* **Prompt**
Every line from the one containing "fetch_converted(&self, from: &str, to: &str, amount: f64)" through the last line below should be reproduced exactly; please include nothing else.

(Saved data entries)
>>>

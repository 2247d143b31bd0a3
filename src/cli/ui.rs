use console::{Term, style};
use indicatif::{ProgressBar, ProgressStyle};
use std::time::Duration;

/// Defines different styles for text elements.
pub enum StyleType {
    Title,
    Highlight,
    Error,
    Subtle,
}

/// Applies a consistent style to a string.
pub fn style_text(text: &str, style_type: StyleType) -> String {
    let styled = match style_type {
        StyleType::Title => style(text).bold(),
        StyleType::Highlight => style(text).green().bold(),
        StyleType::Error => style(text).red(),
        StyleType::Subtle => style(text).dim(),
    };
    styled.to_string()
}

/// Creates a ticking `indicatif::ProgressBar` spinner showing `message`.
pub fn new_spinner(message: &str) -> ProgressBar {
    let pb = ProgressBar::new_spinner();
    pb.set_style(
        ProgressStyle::default_spinner()
            .template("{spinner:.green} {msg}")
            .unwrap_or_else(|_| ProgressStyle::default_spinner()),
    );
    pb.set_message(message.to_string());
    pb.enable_steady_tick(Duration::from_millis(100));
    pb
}

/// Clears the visible terminal. Redirected output is left untouched.
pub fn clear_screen(term: &Term) {
    if !term.is_term() {
        return;
    }
    if let Err(e) = term.clear_screen() {
        tracing::debug!("Could not clear terminal: {e}");
    }
}
//! Terminal front end

pub mod prompt;
pub mod session;
pub mod setup;
pub mod ui;

pub use prompt::TerminalPrompter;
pub use session::{Session, SessionSettings};
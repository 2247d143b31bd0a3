use crate::core::config::AppConfig;
use anyhow::{Context, Result, bail};
use std::fs;
use std::path::{Path, PathBuf};

const EXAMPLE_CONFIG: &str = include_str!("../../docs/example_config.yaml");

/// Writes the example configuration to the platform config directory.
pub fn setup() -> Result<PathBuf> {
    let path = AppConfig::default_config_path()?;
    setup_at_path(&path)?;
    Ok(path)
}

/// Writes the example configuration to `path`, refusing to overwrite an existing file.
pub fn setup_at_path<P: AsRef<Path>>(path: P) -> Result<()> {
    let path = path.as_ref();
    if path.exists() {
        bail!("Configuration file already exists at {}", path.display());
    }

    if let Some(parent) = path.parent() {
        fs::create_dir_all(parent)
            .with_context(|| format!("Failed to create directory: {}", parent.display()))?;
    }
    fs::write(path, EXAMPLE_CONFIG)
        .with_context(|| format!("Failed to write config file to {}", path.display()))?;

    tracing::info!("Created default configuration at {}", path.display());
    Ok(())
}

#[cfg(test)]
mod tests {
    use super::*;
    use crate::core::config::DEFAULT_FRANKFURTER_URL;
    use tempfile::TempDir;

    #[test]
    fn test_setup_creates_nested_config_file() -> Result<()> {
        let temp_dir = TempDir::new()?;
        let config_path = temp_dir.path().join("fxconv").join("config.yaml");

        setup_at_path(&config_path)?;

        let content = fs::read_to_string(&config_path)?;
        assert!(content.contains("# Example configuration file for fxconv"));
        assert!(content.contains("frankfurter:"));
        assert!(content.contains("popular_currencies:"));

        let config = AppConfig::load_from_path(&config_path)?;
        assert_eq!(config.retry_delay_ms, 2000);
        Ok(())
    }

    #[test]
    fn test_setup_refuses_to_overwrite() -> Result<()> {
        let temp_dir = TempDir::new()?;
        let config_path = temp_dir.path().join("config.yaml");
        fs::write(&config_path, "retry_delay_ms: 1")?;

        let result = setup_at_path(&config_path);
        assert!(result.unwrap_err().to_string().contains("already exists"));
        assert_eq!(fs::read_to_string(&config_path)?, "retry_delay_ms: 1");
        Ok(())
    }

    #[test]
    fn test_example_config_matches_defaults() -> Result<()> {
        let config: AppConfig = serde_yaml::from_str(EXAMPLE_CONFIG)?;
        let defaults = AppConfig::default();

        assert_eq!(config.frankfurter_base_url(), DEFAULT_FRANKFURTER_URL);
        assert_eq!(config.popular_currencies, defaults.popular_currencies);
        assert_eq!(config.retry_delay_ms, defaults.retry_delay_ms);
        Ok(())
    }
}
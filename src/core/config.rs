use anyhow::{Context, Result};
use directories::ProjectDirs;
use serde::{Deserialize, Serialize};
use std::{fs, path::PathBuf};
use tracing::debug;

pub const DEFAULT_FRANKFURTER_URL: &str = "https://api.frankfurter.app";
pub const DEFAULT_RETRY_DELAY_MS: u64 = 2000;
pub const POPULAR_CURRENCIES: [&str; 7] = ["USD", "EUR", "GBP", "CAD", "JPY", "MXN", "AUD"];

#[derive(Debug, Deserialize, Serialize, Clone)]
pub struct FrankfurterProviderConfig {
    pub base_url: String,
}

#[derive(Debug, Deserialize, Serialize, Clone)]
pub struct ProvidersConfig {
    pub frankfurter: Option<FrankfurterProviderConfig>,
}

impl Default for ProvidersConfig {
    fn default() -> Self {
        ProvidersConfig {
            frankfurter: Some(FrankfurterProviderConfig {
                base_url: DEFAULT_FRANKFURTER_URL.to_string(),
            }),
        }
    }
}

fn default_popular_currencies() -> Vec<String> {
    POPULAR_CURRENCIES.iter().map(|c| c.to_string()).collect()
}

fn default_retry_delay_ms() -> u64 {
    DEFAULT_RETRY_DELAY_MS
}

#[derive(Debug, Deserialize, Serialize, Clone)]
pub struct AppConfig {
    #[serde(default)]
    pub providers: ProvidersConfig,
    #[serde(default = "default_popular_currencies")]
    pub popular_currencies: Vec<String>,
    /// Pause after an invalid amount, in milliseconds.
    #[serde(default = "default_retry_delay_ms")]
    pub retry_delay_ms: u64,
}

impl Default for AppConfig {
    fn default() -> Self {
        AppConfig {
            providers: ProvidersConfig::default(),
            popular_currencies: default_popular_currencies(),
            retry_delay_ms: DEFAULT_RETRY_DELAY_MS,
        }
    }
}

impl AppConfig {
    /// Loads the config from the default location, falling back to defaults
    /// when no file has been created there.
    pub fn load() -> Result<Self> {
        debug!("Loading default config");
        let config_path = Self::default_config_path()?;
        if !config_path.exists() {
            debug!(
                "No config file at {}, using defaults",
                config_path.display()
            );
            return Ok(Self::default());
        }
        Self::load_from_path(&config_path)
    }

    pub fn default_config_path() -> Result<PathBuf> {
        let proj_dirs = ProjectDirs::from("io", "fxconv", "fxconv")
            .context("Could not determine project directories")?;
        Ok(proj_dirs.config_dir().join("config.yaml"))
    }

    pub fn load_from_path<P: AsRef<std::path::Path>>(path: P) -> Result<Self> {
        let config_str = fs::read_to_string(path.as_ref())
            .with_context(|| format!("Failed to read config file: {}", path.as_ref().display()))?;

        let config: Self = serde_yaml::from_str(&config_str)
            .with_context(|| format!("Failed to parse config file: {}", path.as_ref().display()))?;
        debug!("Successfully loaded config");
        Ok(config)
    }

    pub fn frankfurter_base_url(&self) -> &str {
        self.providers
            .frankfurter
            .as_ref()
            .map_or(DEFAULT_FRANKFURTER_URL, |p| &p.base_url)
    }
}
//! Line-oriented user interaction

use anyhow::Result;
use async_trait::async_trait;

/// Request/response access to the user.
///
/// `ask` suspends until one line of input is available. `Ok(None)` signals that
/// the input stream is closed and no further answers will arrive.
#[async_trait]
pub trait Prompter: Send {
    async fn ask(&mut self, question: &str) -> Result<Option<String>>;

    /// Prints one line of output.
    fn say(&mut self, text: &str);

    fn clear(&mut self) {}

    /// Marks the start of a remote call that may take a while.
    fn begin_fetch(&mut self, message: &str) {
        self.say(message);
    }

    fn end_fetch(&mut self) {}
}
use anyhow::{Result, anyhow};
use async_trait::async_trait;
use reqwest::Url;
use serde::Deserialize;
use std::collections::HashMap;
use tracing::{debug, instrument};

use crate::core::currency::CurrencyConverter;

const USER_AGENT: &str = concat!("fxconv/", env!("CARGO_PKG_VERSION"));

/// Converts amounts with the Frankfurter exchange-rate API.
pub struct FrankfurterProvider {
    base_url: String,
    client: reqwest::Client,
}

impl FrankfurterProvider {
    pub fn new(base_url: &str) -> Result<Self> {
        let client = reqwest::Client::builder().user_agent(USER_AGENT).build()?;
        Ok(FrankfurterProvider {
            base_url: base_url.trim_end_matches('/').to_string(),
            client,
        })
    }

    async fn fetch_converted(&self, from: &str, to: &str, amount: f64) -> Result<f64> {
        let amount = amount.to_string();
        let url = Url::parse_with_params(
            &format!("{}/latest", self.base_url),
            &[("amount", amount.as_str()), ("from", from), ("to", to)],
        )?;
        debug!("Requesting conversion from {}", url);

        let response = self
            .client
            .get(url)
            .send()
            .await
            .map_err(|e| anyhow!("Request error: {} for currency pair: {}/{}", e, from, to))?;

        // Frankfurter answers unknown currency codes with a 404
        if !response.status().is_success() {
            return Err(anyhow!(
                "HTTP error: {} for currency pair: {}/{}",
                response.status(),
                from,
                to
            ));
        }

        let text = response.text().await?;
        let data: FrankfurterResponse = serde_json::from_str(&text)
            .map_err(|e| anyhow!("Failed to parse JSON response for {}/{}: {}", from, to, e))?;
        debug!(rates = ?data.rates, "Received Frankfurter response");

        data.rates
            .get(to)
            .copied()
            .ok_or_else(|| anyhow!("No rate data found for currency: {}", to))
    }
}

#[derive(Debug, Deserialize)]
struct FrankfurterResponse {
    rates: HashMap<String, f64>,
}

#[async_trait]
impl CurrencyConverter for FrankfurterProvider {
    #[instrument(
        name = "FrankfurterConvert",
        skip(self),
        fields(from = %from, to = %to)
    )]
    async fn convert(&self, from: &str, to: &str, amount: f64) -> Result<f64> {
        // Nothing to convert, don't spend a request on it
        if from == to {
            debug!("Same currency, skipping request");
            return Ok(amount);
        }

        self.fetch_converted(from, to, amount)
            .await
            .map_err(|e| anyhow!("Connection error or invalid currency code. Details: {e}"))
    }
}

<<<

* **Solution for this exercise**
    async fn fetch_converted(&self, from: &str, to: &str, amount: f64) -> Result<f64> {
        let amount = amount.to_string();
        let url = Url::parse_with_params(
            &format!("{}/latest", self.base_url),
            &[("amount", amount.as_str()), ("from", from), ("to", to)],
        )?;
        debug!("Requesting conversion from {}", url);

        let response = self
            .client
            .get(url)
            .send()
            .await
            .map_err(|e| anyhow!("Request error: {} for currency pair: {}/{}", e, from, to))?;

        // Frankfurter answers unknown currency codes with a 404
        if !response.status().is_success() {
            return Err(anyhow!(
                "HTTP error: {} for currency pair: {}/{}",
                response.status(),
                from,
                to
            ));
        }

        let text = response.text().await?;
        let data: FrankfurterResponse = serde_json::from_str(&text)
            .map_err(|e| anyhow!("Failed to parse JSON response for {}/{}: {}", from, to, e))?;
        debug!(rates = ?data.rates, "Received Frankfurter response");

        data.rates
            .get(to)
            .copied()
            .ok_or_else(|| anyhow!("No rate data found for currency: {}", to))
    }
}

#[derive(Debug, Deserialize)]
struct FrankfurterResponse {
    rates: HashMap<String, f64>,
}

#[async_trait]
impl CurrencyConverter for FrankfurterProvider {
    #[instrument(
        name = "FrankfurterConvert",
        skip(self),
        fields(from = %from, to = %to)
    )]
    async fn convert(&self, from: &str, to: &str, amount: f64) -> Result<f64> {
        // Nothing to convert, don't spend a request on it
        if from == to {
            debug!("Same currency, skipping request");
            return Ok(amount);
        }

        self.fetch_converted(from, to, amount)
            .await
            .map_err(|e| anyhow!("Connection error or invalid currency code. Details: {e}"))
    }
}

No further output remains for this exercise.